Lo relevante de este cambio es que el BOE reconoce la necesidad de una red ciclista propia también fuera del ámbito urbano. España ha avanzado mucho en carriles bici dentro de las ciudades, pero la conexión entre municipios sigue siendo una de las grandes asignaturas pendientes. Para muchas personas, el problema no es la distancia, sino la falta de una infraestructura segura para recorrerla en bicicleta.

Un cambio con muchas implicaciones para la movilidad y el ciclismo
La bicicleta necesita infraestructuras seguras, pero también adaptadas a usos muy distintos
Ahí estará una de las grandes discusiones de los próximos años. La bicicleta no es un único vehículo con un único uso. No es lo mismo una persona que se desplaza al trabajo a 18 km/h que un grupo de ciclistas entrenando a 35 km/h. Una infraestructura pensada solo para el primer perfil puede quedarse corta para el segundo. Por eso, si el objetivo es sustituir arcenes por carriles bici segregados, el diseño tendrá que tener en cuenta esa diversidad real de usos.

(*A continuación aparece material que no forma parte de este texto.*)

// SPDX-License-Identifier: BUSL-1.1
// Copyright (c) 2026 Alfred Jean LLC

//! The orchestrator: supervisor composition with policy.
//!
//! Startup walks enabled services in start order (external checks,
//! dependency waits, port arbitration, bounded retry) and then hands
//! off to a background health monitor that drives auto-restarts. The
//! managed-service map is owned here exclusively; the structural lock
//! is never held across a spawn, wait or probe.

use crate::probe::Prober;
use flo_config::FleetConfig;
use flo_core::entry::{InstanceStatus, ServiceEntry};
use flo_core::{
    Clock, ErrorKind, OrchestratorState, ServiceEvent, ServiceSnapshot, ServiceState, SystemClock,
};
use flo_registry::ServiceRegistry;
use flo_supervisor::{port, EventBus, EventEmitter, ManagedService, SupervisorError};
use parking_lot::{Mutex, RwLock};
use std::collections::{HashMap, HashSet};
use std::sync::Arc;
use std::time::Duration;
use thiserror::Error;
use tokio_util::sync::CancellationToken;

/// Orchestration failures, classified for the error taxonomy.
#[derive(Debug, Error)]
pub enum OrchestratorError {
    #[error("unknown service {0:?}")]
    UnknownService(String),

    #[error(transparent)]
    Supervisor(#[from] SupervisorError),

    #[error("external dependency {name:?} unavailable: {reason}")]
    ExternalDependencyUnavailable { name: String, reason: String },

    #[error("dependency {dependency:?} of {service:?} did not become healthy in time")]
    DependencyTimeout { service: String, dependency: String },

    #[error("port {port} conflict for {service:?}: holder could not be adopted or evicted")]
    PortConflict { service: String, port: u16 },

    #[error("service {service:?} failed to start: {last_error}")]
    StartFailed { service: String, last_error: String },

    #[error("cancelled")]
    Cancelled,
}

impl OrchestratorError {
    pub fn kind(&self) -> ErrorKind {
        match self {
            OrchestratorError::UnknownService(_) => ErrorKind::NotFound,
            OrchestratorError::Supervisor(SupervisorError::AlreadyActive(_)) => {
                ErrorKind::AlreadyActive
            }
            OrchestratorError::Supervisor(_) => ErrorKind::Internal,
            OrchestratorError::ExternalDependencyUnavailable { .. } => {
                ErrorKind::ExternalDependencyUnavailable
            }
            OrchestratorError::DependencyTimeout { .. } => ErrorKind::DependencyUnsatisfied,
            OrchestratorError::PortConflict { .. } => ErrorKind::PortConflict,
            OrchestratorError::StartFailed { .. } => ErrorKind::StartFailed,
            OrchestratorError::Cancelled => ErrorKind::Cancelled,
        }
    }
}

/// Tunable cadences; production defaults match the configuration
/// contract, tests shrink them.
#[derive(Debug, Clone)]
pub struct Timing {
    /// Probe cadence inside a start attempt.
    pub probe_poll: Duration,
    /// Back-off between start attempts.
    pub retry_backoff: Duration,
    /// Pause between stop and start during a restart.
    pub restart_pause: Duration,
    /// Poll cadence while waiting for a dependency.
    pub dependency_poll: Duration,
}

impl Default for Timing {
    fn default() -> Self {
        Self {
            probe_poll: Duration::from_millis(500),
            retry_backoff: Duration::from_secs(2),
            restart_pause: Duration::from_millis(500),
            dependency_poll: Duration::from_millis(250),
        }
    }
}

pub struct Orchestrator {
    config: FleetConfig,
    /// Structural lock; reads clone the Arc out.
    services: RwLock<HashMap<String, Arc<ManagedService>>>,
    /// Enabled short names in ascending start order.
    order: Vec<String>,
    state: Mutex<OrchestratorState>,
    bus: EventBus,
    emitter: EventEmitter,
    prober: Prober,
    registry: Arc<ServiceRegistry>,
    /// Cancelled by stop_all; replaced by start_all. Terminates the
    /// health monitor, never client requests.
    stop_signal: Mutex<CancellationToken>,
    /// Services with an auto-restart in flight.
    restarting: Mutex<HashSet<String>>,
    timing: Timing,
    /// Self-handle for background tasks (health monitor, restarts).
    weak: std::sync::Weak<Self>,
}
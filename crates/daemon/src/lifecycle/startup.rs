// SPDX-License-Identifier: BUSL-1.1
// Copyright (c) 2026 Alfred Jean LLC

//! Daemon startup: single-instance lock, socket binding, component
//! wiring.

use super::{Config, DaemonState, LifecycleError};
use flo_config::FleetConfig;
use flo_engine::{Admin, DispatchService, Orchestrator, PipelineEngine, TcpDispatcher};
use flo_registry::{Locator, ServiceRegistry};
use fs2::FileExt;
use std::io::Write;
use std::sync::Arc;
use std::time::Instant;
use tokio::net::UnixListener;
use tracing::info;

/// Result of daemon startup: the state plus the bound listener the
/// caller spawns as a task.
pub struct StartupResult {
    pub daemon: DaemonState,
    pub listener: UnixListener,
}

/// Build the whole control plane.
///
/// Must run inside a tokio runtime (the orchestrator's event bus and
/// the listener are runtime-bound).
pub fn startup(config: &Config, fleet: FleetConfig) -> Result<StartupResult, LifecycleError> {
    std::fs::create_dir_all(&config.state_dir)?;

    // Single-instance lock, held for the daemon's lifetime.
    let mut lock_file = std::fs::OpenOptions::new()
        .create(true)
        .write(true)
        .truncate(false)
        .open(&config.lock_path)?;
    lock_file
        .try_lock_exclusive()
        .map_err(LifecycleError::LockFailed)?;
    lock_file.set_len(0)?;
    writeln!(lock_file, "{}", std::process::id())?;

    std::fs::write(&config.version_path, crate::env::PROTOCOL_VERSION)?;

    // A stale socket from an unclean shutdown would fail the bind.
    if config.socket_path.exists() {
        std::fs::remove_file(&config.socket_path)?;
    }
    let listener = UnixListener::bind(&config.socket_path)
        .map_err(|e| LifecycleError::BindFailed(config.socket_path.clone(), e))?;

    let registry = Arc::new(ServiceRegistry::new());
    let locator = Arc::new(Locator::new(Arc::clone(&registry)));
    let known = fleet
        .services
        .iter()
        .map(|s| s.short_name.clone())
        .collect();
    let admin = Arc::new(Admin::new(Arc::clone(&locator), known));
    let orchestrator = Orchestrator::new(fleet, Arc::clone(&registry));

    let hook_target = Arc::clone(&orchestrator);
    let dispatch = Arc::new(
        DispatchService::new(
            Arc::clone(&locator),
            Arc::new(TcpDispatcher),
            Arc::clone(&admin),
        )
        .with_error_hook(Arc::new(move |service, message| {
            hook_target.set_service_error(service, message);
        })),
    );
    let pipelines = Arc::new(PipelineEngine::new(Arc::clone(&dispatch)));

    info!(
        socket = %config.socket_path.display(),
        services = orchestrator.config().services.len(),
        "daemon components ready"
    );

    Ok(StartupResult {
        daemon: DaemonState {
            config: config.clone(),
            lock_file,
            registry,
            locator,
            admin,
            orchestrator,
            dispatch,
            pipelines,
            start_time: Instant::now(),
        },
        listener,
    })
}

#[cfg(test)]
#[path = "startup_tests.rs"]
mod tests;
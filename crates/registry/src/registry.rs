// SPDX-License-Identifier: BUSL-1.1
// Copyright (c) 2026 Alfred Jean LLC

//! The discovery registry: id-keyed service instances with
//! heartbeat-driven liveness timestamps.

use flo_core::clock::{Clock, SystemClock};
use flo_core::entry::{InstanceStatus, ServiceEntry};
use flo_core::id;
use parking_lot::RwLock;
use std::collections::HashMap;
use thiserror::Error;

/// Registry operation failures.
#[derive(Debug, Error, PartialEq, Eq)]
pub enum RegistryError {
    #[error("no registry entry with id {0:?}")]
    NotFound(String),
}

/// In-memory instance registry.
///
/// All operations are linearizable under the single writer lock;
/// reads take the shared side. Entries survive until explicit
/// deregistration; there is no background expiry.
pub struct ServiceRegistry<C: Clock = SystemClock> {
    entries: RwLock<HashMap<String, ServiceEntry>>,
    clock: C,
}

impl ServiceRegistry<SystemClock> {
    pub fn new() -> Self {
        Self::with_clock(SystemClock)
    }
}

impl Default for ServiceRegistry<SystemClock> {
    fn default() -> Self {
        Self::new()
    }
}

impl<C: Clock> ServiceRegistry<C> {
    pub fn with_clock(clock: C) -> Self {
        Self {
            entries: RwLock::new(HashMap::new()),
            clock,
        }
    }

    /// Upsert an entry. A missing id is generated; registration and
    /// heartbeat timestamps are stamped with the current time.
    /// Returns the stored entry.
    pub fn register(&self, mut entry: ServiceEntry) -> ServiceEntry {
        if entry.id.is_empty() {
            entry.id = id::generate(id::INSTANCE_PREFIX);
        }
        let now = self.clock.epoch_ms();
        entry.registered_at_ms = now;
        entry.last_heartbeat_ms = now;

        tracing::debug!(id = %entry.id, name = %entry.name, port = entry.port, "registered instance");
        self.entries.write().insert(entry.id.clone(), entry.clone());
        entry
    }

    /// Remove an entry. Succeeds whether or not the id was present.
    pub fn deregister(&self, id: &str) {
        if self.entries.write().remove(id).is_some() {
            tracing::debug!(id, "deregistered instance");
        }
    }

    /// Refresh an entry's liveness timestamp.
    pub fn heartbeat(&self, id: &str) -> Result<(), RegistryError> {
        let mut entries = self.entries.write();
        let entry = entries
            .get_mut(id)
            .ok_or_else(|| RegistryError::NotFound(id.to_string()))?;
        entry.last_heartbeat_ms = self.clock.epoch_ms();
        Ok(())
    }

    /// All healthy entries for a logical service name, in unspecified
    /// order.
    pub fn discover(&self, name: &str) -> Vec<ServiceEntry> {
        self.entries
            .read()
            .values()
            .filter(|e| e.name == name && e.status == InstanceStatus::Healthy)
            .cloned()
            .collect()
    }

    pub fn get(&self, id: &str) -> Result<ServiceEntry, RegistryError> {
        self.entries
            .read()
            .get(id)
            .cloned()
            .ok_or_else(|| RegistryError::NotFound(id.to_string()))
    }

    pub fn list(&self) -> Vec<ServiceEntry> {
        self.entries.read().values().cloned().collect()
    }

    pub fn len(&self) -> usize {
        self.entries.read().len()
    }

    pub fn is_empty(&self) -> bool {
        self.entries.read().is_empty()
    }
}

#[cfg(test)]
#[path = "registry_tests.rs"]
mod tests;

En cualquier caso, el cambio apunta a una transformación de fondo. El arcén ha sido durante décadas el espacio habitual del ciclista en carretera, pero nunca ha sido una solución perfecta. Su anchura varía, su estado no siempre es bueno y su protección frente al tráfico a motor es prácticamente inexistente. La nueva norma permite imaginar un modelo distinto, con vías ciclistas separadas y conectadas, más parecido al que ya existe en otros países donde la bicicleta ocupa un espacio propio dentro de la planificación viaria.
La gran pregunta ahora no es solo cuántos kilómetros se crearán, sino cómo se harán. Si las nuevas vías ciclistas se diseñan con ambición, pueden suponer un salto importante para la seguridad y para la movilidad en bicicleta. Si se hacen como una solución mínima, estrecha y discontinua, el problema simplemente cambiará de sitio.